ASSIGNED TASK:
Scan the records for the word "DialogLine". Report each line where it occurs.
━━━━━━━━━━
/// Trail post ids arrive either as JSON numbers or as numeric strings.
#[derive(Debug, Clone, PartialEq, Eq, Serialize, Deserialize)]
#[serde(untagged)]
pub enum TrailPostId {
    Number(u64),
    Text(String),
}

impl Default for TrailPostId {
    fn default() -> Self {
        TrailPostId::Number(0)
    }
}

impl TrailPostId {
    /// The id as a number, when it is one or parses as one.
    pub fn as_u64(&self) -> Option<u64> {
        match self {
            TrailPostId::Number(id) => Some(*id),
            TrailPostId::Text(raw) => raw.parse().ok(),
        }
    }
}

#[derive(Debug, Clone, Default, PartialEq, Eq, Serialize, Deserialize)]
#[serde(default)]
pub struct TextPost {
    #[serde(deserialize_with = "null_as_default")]
    pub title: String,
}

#[derive(Debug, Clone, Default, PartialEq, Eq, Serialize, Deserialize)]
#[serde(default)]
pub struct PhotoPost {
    #[serde(deserialize_with = "null_as_default")]
    pub image_permalink: String,
    #[serde(deserialize_with = "null_as_default")]
    pub photos: Vec<Photo>,
}

#[derive(Debug, Clone, Default, PartialEq, Eq, Serialize, Deserialize)]
#[serde(default)]
pub struct Photo {
    #[serde(deserialize_with = "null_as_default")]
    pub caption: String,
    #[serde(deserialize_with = "null_as_default")]
    pub original_size: PhotoSize,
    #[serde(deserialize_with = "null_as_default")]
    pub alt_sizes: Vec<PhotoSize>,
}

#[derive(Debug, Clone, Default, PartialEq, Eq, Serialize, Deserialize)]
#[serde(default)]
pub struct PhotoSize {
    #[serde(deserialize_with = "null_as_default")]
    pub width: u32,
    #[serde(deserialize_with = "null_as_default")]
    pub height: u32,
    #[serde(deserialize_with = "null_as_default")]
    pub url: String,
}

#[derive(Debug, Clone, Default, PartialEq, Eq, Serialize, Deserialize)]
#[serde(default)]
pub struct QuotePost {
    #[serde(deserialize_with = "null_as_default")]
    pub text: String,
    #[serde(skip_serializing_if = "String::is_empty")]
    #[serde(deserialize_with = "null_as_default")]
    pub source: String,
}

#[derive(Debug, Clone, Default, PartialEq, Eq, Serialize, Deserialize)]
#[serde(default)]
pub struct LinkPost {
    #[serde(deserialize_with = "null_as_default")]
    pub title: String,
    #[serde(deserialize_with = "null_as_default")]
    pub url: String,
    #[serde(deserialize_with = "null_as_default")]
    pub description: String,
    #[serde(deserialize_with = "null_as_default")]
    pub excerpt: String,
    #[serde(deserialize_with = "null_as_default")]
    pub link_author: String,
}

#[derive(Debug, Clone, Default, PartialEq, Eq, Serialize, Deserialize)]
#[serde(default)]
pub struct ChatPost {
    #[serde(alias = "dialogue", deserialize_with = "null_as_default")]
    pub dialog: Vec<DialogLine>,
}

#[derive(Debug, Clone, Default, PartialEq, Eq, Serialize, Deserialize)]
#[serde(default)]
pub struct DialogLine {
    #[serde(deserialize_with = "null_as_default")]
    pub label: String,
    #[serde(deserialize_with = "null_as_default")]
    pub name: String,
    #[serde(deserialize_with = "null_as_default")]
    pub phrase: String,
}

#[derive(Debug, Clone, Default, PartialEq, Eq, Serialize, Deserialize)]
#[serde(default)]
pub struct AudioPost {
    #[serde(deserialize_with = "null_as_default")]
    pub album_art: String,
    #[serde(deserialize_with = "null_as_default")]
    pub artist: String,
    #[serde(deserialize_with = "null_as_default")]
    pub audio_source_url: String,
    #[serde(deserialize_with = "null_as_default")]
    pub audio_type: String,
    #[serde(deserialize_with = "null_as_default")]
    pub audio_url: String,
    #[serde(deserialize_with = "null_as_default")]
    pub embed: String,
    #[serde(deserialize_with = "null_as_default")]
    pub player: String,
    #[serde(deserialize_with = "null_as_default")]
    pub plays: u64,
}

#[derive(Debug, Clone, Default, PartialEq, Eq, Serialize, Deserialize)]
#[serde(default)]
pub struct VideoPost {
    #[serde(deserialize_with = "null_as_default")]
    pub html5_capable: bool,
    #[serde(rename = "player", deserialize_with = "null_as_default")]
    pub players: Vec<VideoPlayer>,
    #[serde(deserialize_with = "null_as_default")]
    pub thumbnail_url: String,
    #[serde(deserialize_with = "null_as_default")]
    pub thumbnail_width: u32,
    #[serde(deserialize_with = "null_as_default")]
    pub thumbnail_height: u32,
    /// Embed descriptors keyed by provider name.
    #[serde(deserialize_with = "null_as_default")]
    pub video: BTreeMap<String, VideoEmbed>,
    #[serde(deserialize_with = "null_as_default")]
    pub video_type: String,
}

#[derive(Debug, Clone, Default, PartialEq, Eq, Serialize, Deserialize)]
#[serde(default)]
pub struct VideoPlayer {
    #[serde(deserialize_with = "null_as_default")]
    pub embed_code: String,
    #[serde(deserialize_with = "null_as_default")]
    pub width: PlayerWidth,
}

/// Player widths are pixel counts, except for responsive players which
/// report a string such as `"auto"`.
#[derive(Debug, Clone, PartialEq, Eq, Serialize, Deserialize)]
#[serde(untagged)]
pub enum PlayerWidth {
    Pixels(u32),
    Named(String),
}

impl Default for PlayerWidth {
    fn default() -> Self {
        PlayerWidth::Pixels(0)
    }
}

#[derive(Debug, Clone, Default, PartialEq, Eq, Serialize, Deserialize)]
#[serde(default)]
pub struct VideoEmbed {
    #[serde(deserialize_with = "null_as_default")]
    pub width: u32,
    #[serde(deserialize_with = "null_as_default")]
    pub height: u32,
    #[serde(deserialize_with = "null_as_default")]
    pub video_id: String,
}

#[derive(Debug, Clone, Default, PartialEq, Eq, Serialize, Deserialize)]
#[serde(default)]
pub struct AnswerPost {
    #[serde(deserialize_with = "null_as_default")]
    pub asking_name: String,
    /// `null` for anonymous askers.
    pub asking_url: Option<String>,
    #[serde(deserialize_with = "null_as_default")]
    pub question: String,
    #[serde(deserialize_with = "null_as_default")]
    pub answer: String,
    #[serde(deserialize_with = "null_as_default")]
    pub publisher: String,
}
━━━━━━━━━━
ANSWER SECTION:
    pub dialog: Vec<DialogLine>,
pub struct DialogLine {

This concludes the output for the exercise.